Global prices for raw materials such as ammonia, nitrogen, nitrates, phosphates, potash and sulphates, are also up 30 percent since the turn of the year and now exceed those seen during the food and energy crisis in 2008.

It said in Malawi, the main price increases come from the global market with 90 percent of the increases attributable to increases in global prices for fertiliser and fuel, and the weakening of the kwacha.drivers of domestic fertiliser

On the domestic market, fertiliser prices have been on the rise, with retail prices increasing by over 90 percent from K22 042 for a 50 kilogramme (kg) bag in August 2020.

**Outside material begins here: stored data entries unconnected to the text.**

//! Edge counting between candidate proteins and clusters, and detection of
//! candidates that would reconnect separate cluster components.
//!
//! Counting comes in three explicit flavours so the early-exit trade-off is
//! visible at the call site:
//!
//! * [`BridgeAnalyzer::count_edges`] scans the whole cluster and is exact.
//! * [`BridgeAnalyzer::count_edges_capped`] stops scanning once the cap is
//!   reached, so a result equal to the cap only means "at least the cap".
//! * [`BridgeAnalyzer::incidence`] always scans the whole cluster and returns
//!   which positions the candidate touches. It has no capped variant.
//!
//! A candidate that is itself a cluster member contributes nothing: every
//! count is 0 and its incidence is empty.

use std::collections::BTreeSet;

use serde::Serialize;

use crate::cluster::components::ComponentLabeling;
use crate::error::{AnalysisError, AnalysisResult};
use crate::graph::{InducedSubgraph, InteractionGraph};

/// Which positions of a cluster a candidate protein interacts with
#[derive(Debug, Clone, PartialEq, Eq)]
pub struct Incidence {
    connected: Vec<bool>,
}

impl Incidence {
    fn empty(size: usize) -> Self {
        Self {
            connected: vec![false; size],
        }
    }

    /// Number of cluster positions (not the number of incident ones)
    pub fn len(&self) -> usize {
        self.connected.len()
    }

    pub fn is_empty(&self) -> bool {
        self.connected.is_empty()
    }

    /// Whether the candidate interacts with the protein at this position
    pub fn is_incident(&self, position: usize) -> bool {
        self.connected[position]
    }

    /// Incident positions in ascending order
    pub fn positions(&self) -> impl Iterator<Item = usize> + '_ {
        self.connected
            .iter()
            .enumerate()
            .filter(|(_, connected)| **connected)
            .map(|(position, _)| position)
    }

    /// Number of incident positions
    pub fn count(&self) -> usize {
        self.connected.iter().filter(|&&c| c).count()
    }
}

/// A protein whose edges would merge separate components of a cluster
#[derive(Debug, Clone, PartialEq, Serialize)]
pub struct BridgeCandidate {
    pub protein: String,

    /// Degree in the full interaction graph
    pub degree: usize,

    /// Component labels the protein has at least one edge into
    pub touched_components: BTreeSet<usize>,

    /// True when every component of the cluster is touched
    pub connects_all: bool,
}

/// Screens candidate proteins against clusters of one interaction graph
#[derive(Debug, Clone, Copy)]
pub struct BridgeAnalyzer<'g> {
    graph: &'g InteractionGraph,
}

impl<'g> BridgeAnalyzer<'g> {
    pub fn new(graph: &'g InteractionGraph) -> Self {
        Self { graph }
    }

    /// Resolve a candidate, returning None when it is a member of the cluster
    fn outside_candidate(&self, candidate: &str, cluster: &InducedSubgraph) -> AnalysisResult<Option<u32>> {
        let node = self.graph.require_index(candidate)?;
        if cluster.position_of_node(node).is_some() {
            return Ok(None);
        }
        Ok(Some(node))
    }

    /// Exact number of cluster proteins the candidate interacts with
    pub fn count_edges(&self, candidate: &str, cluster: &InducedSubgraph) -> AnalysisResult<usize> {
        Ok(self.incidence(candidate, cluster)?.count())
    }

    /// Number of cluster proteins the candidate interacts with, scanning in
    /// position order and stopping as soon as `cap` edges have been seen.
    ///
    /// The result is exact when below `cap`; otherwise it equals `cap`.
    pub fn count_edges_capped(
        &self,
        candidate: &str,
        cluster: &InducedSubgraph,
        cap: usize,
    ) -> AnalysisResult<usize> {
        let Some(node) = self.outside_candidate(candidate, cluster)? else {
            return Ok(0);
        };

        let mut count = 0;
        for position in 0..cluster.size() {
            if count >= cap {
                break;
            }
            if self.graph.has_edge_between(node, cluster.node_at(position)) {
                count += 1;
            }
        }

        Ok(count)
    }

    /// Full incidence of the candidate against every cluster position
    pub fn incidence(&self, candidate: &str, cluster: &InducedSubgraph) -> AnalysisResult<Incidence> {
        let mut incidence = Incidence::empty(cluster.size());
        let Some(node) = self.outside_candidate(candidate, cluster)? else {
            return Ok(incidence);
        };

        for (position, connected) in incidence.connected.iter_mut().enumerate() {
            *connected = self.graph.has_edge_between(node, cluster.node_at(position));
        }

        Ok(incidence)
    }

    /// Candidates from `pool` with at least `min_connections` edges into the
    /// cluster, in pool order. Stops once `max_results` candidates qualify.
    pub fn find_connected_candidates<'a, I>(
        &self,
        pool: I,
        cluster: &InducedSubgraph,
        min_connections: usize,
        max_results: Option<usize>,
    ) -> AnalysisResult<Vec<&'a str>>
    where
        I: IntoIterator<Item = &'a str>,
    {
        let mut qualifying = Vec::new();
        if cluster.is_empty() || max_results == Some(0) {
            return Ok(qualifying);
        }

        for candidate in pool {
            let count = self.count_edges_capped(candidate, cluster, min_connections)?;
            if count >= min_connections {
                qualifying.push(candidate);
                if max_results.is_some_and(|max| qualifying.len() >= max) {
                    break;
                }
            }
        }

        Ok(qualifying)
    }

    /// Component labels of every cluster protein the candidate interacts with
    pub fn touched_components(
        &self,
        candidate: &str,
        cluster: &InducedSubgraph,
        labeling: &ComponentLabeling,
    ) -> AnalysisResult<BTreeSet<usize>> {
        if labeling.labels().len() != cluster.size() {
            return Err(AnalysisError::LabelingMismatch {
                labeled: labeling.labels().len(),
                size: cluster.size(),
            });
        }

        let incidence = self.incidence(candidate, cluster)?;
        Ok(incidence.positions().map(|p| labeling.label_of(p)).collect())
    }

    /// Whether adding the candidate would join at least `min_components`
    /// previously separate components into one group
    pub fn would_bridge(
        &self,
        candidate: &str,
        cluster: &InducedSubgraph,
        labeling: &ComponentLabeling,
        min_components: usize,
    ) -> AnalysisResult<bool> {
        let touched = self.touched_components(candidate, cluster, labeling)?;
        Ok(touched.len() >= min_components)
    }

    /// Evaluate each candidate and keep those touching at least
    /// `min_components` components, ranked by how many they touch.
    /// Ties keep the order of `candidates`.
    pub fn bridging_candidates<'a, I>(
        &self,
        candidates: I,
        cluster: &InducedSubgraph,
        labeling: &ComponentLabeling,
        min_components: usize,
    ) -> AnalysisResult<Vec<BridgeCandidate>>
    where
        I: IntoIterator<Item = &'a str>,
    {
        let mut bridges = Vec::new();
        for candidate in candidates {
            let touched = self.touched_components(candidate, cluster, labeling)?;
            if touched.len() < min_components {
                log::debug!(
                    "Protein {} touches {} component(s), not a bridge",
                    candidate,
                    touched.len()
                );
                continue;
            }

            bridges.push(BridgeCandidate {
                protein: candidate.to_string(),
                degree: self.graph.degree(candidate)?,
                connects_all: touched.len() == labeling.component_count(),
                touched_components: touched,
            });
        }

        bridges.sort_by(|a, b| b.touched_components.len().cmp(&a.touched_components.len()));

        Ok(bridges)
    }
}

Spot-checks conducted by The Nation in some agro-dealer shops on Friday showed that a 50kg bag of Urea and CAN is selling at K49 000 and K37 700, respectively.

On the other hand, Super D is selling at K62 700 while Compound D is selling at K52 700.

Last week, Mwapata Institute warned that Russia’s invasion of Ukraine will increase fertiliser prices even further as Russia is the 4th largest producer of main ingredients for chemical fertilisers in the world. Ukraine and Belarus are also among the top 20 chemical fertilisers producers.

Collectively, these three countries produce about 10 percent of the world’s nitrogen and phosphorus fertilisers, and 35 percent of the world’s potassium.

“The world is likely to see an eight to 10 percent reduction in the supply of fertiliser on the global market in the coming year, perhaps more for those which include potassium that will further add to the cost of fertiliser in Malawi, which has already risen,” said Mwapata in its March 2022 Policy Brief Number 18 released on Thursday.

Fertiliser Association of Malawi data shows that for the past five years, the annual fertiliser market in Malawi is between 350 000 to 370 000 metric tonnes (MT).

With the launch of the AIP, the figures has increased in the past year to between 400 000 and 450 000MT.

In the 2020/21 crop growing season, 345 710 if Chakwera’s administration MT of fertilisers were sold under AIP.

In an interview on Sunday, Farmers Union of Malawi (FUM)chief executive officer Jacob Nyirongo, said the increased fertiliser prices will stretch the national agriculture budget and reduce production.

He said: “Unfortunately, the government has very limited options to remedy the increasing fertiliser prices. This is the case because Malawi is at the tail end of the fertiliser supply chain; hence, has no significant power to influence any shift in fertiliser price movements.”

However, Nyirongo said to lessen the damage, the government should purchase some of the AIP fertiliser now as there are strong indications that fertiliser prices will continue to rise.

Agricultural commentator Tamani Nkhono-Mvula said the rising prices is not a good sign at all as for Malawi as we rely so much on fertiliser

He said this means the majority of smallholder farmers will not be able to access fertiliser and it will be expensive to run the AIP programme.

“We need to start seriously looking for alternative ways of accessing fertiliser and technologies of boosting fertiliser like manufacturing fertiliser on a larger scale,” he said.

Minister of Agriculture Lobin Lowe on Sunday could not be reached on his mobile phone for comment.

In the 2022/23 National Budget, AIP has claimed 85 percent (K109.5 billion) of the agriculture sector budget.

This is a K33 billion decline from the previous year’s K142 billion allocation.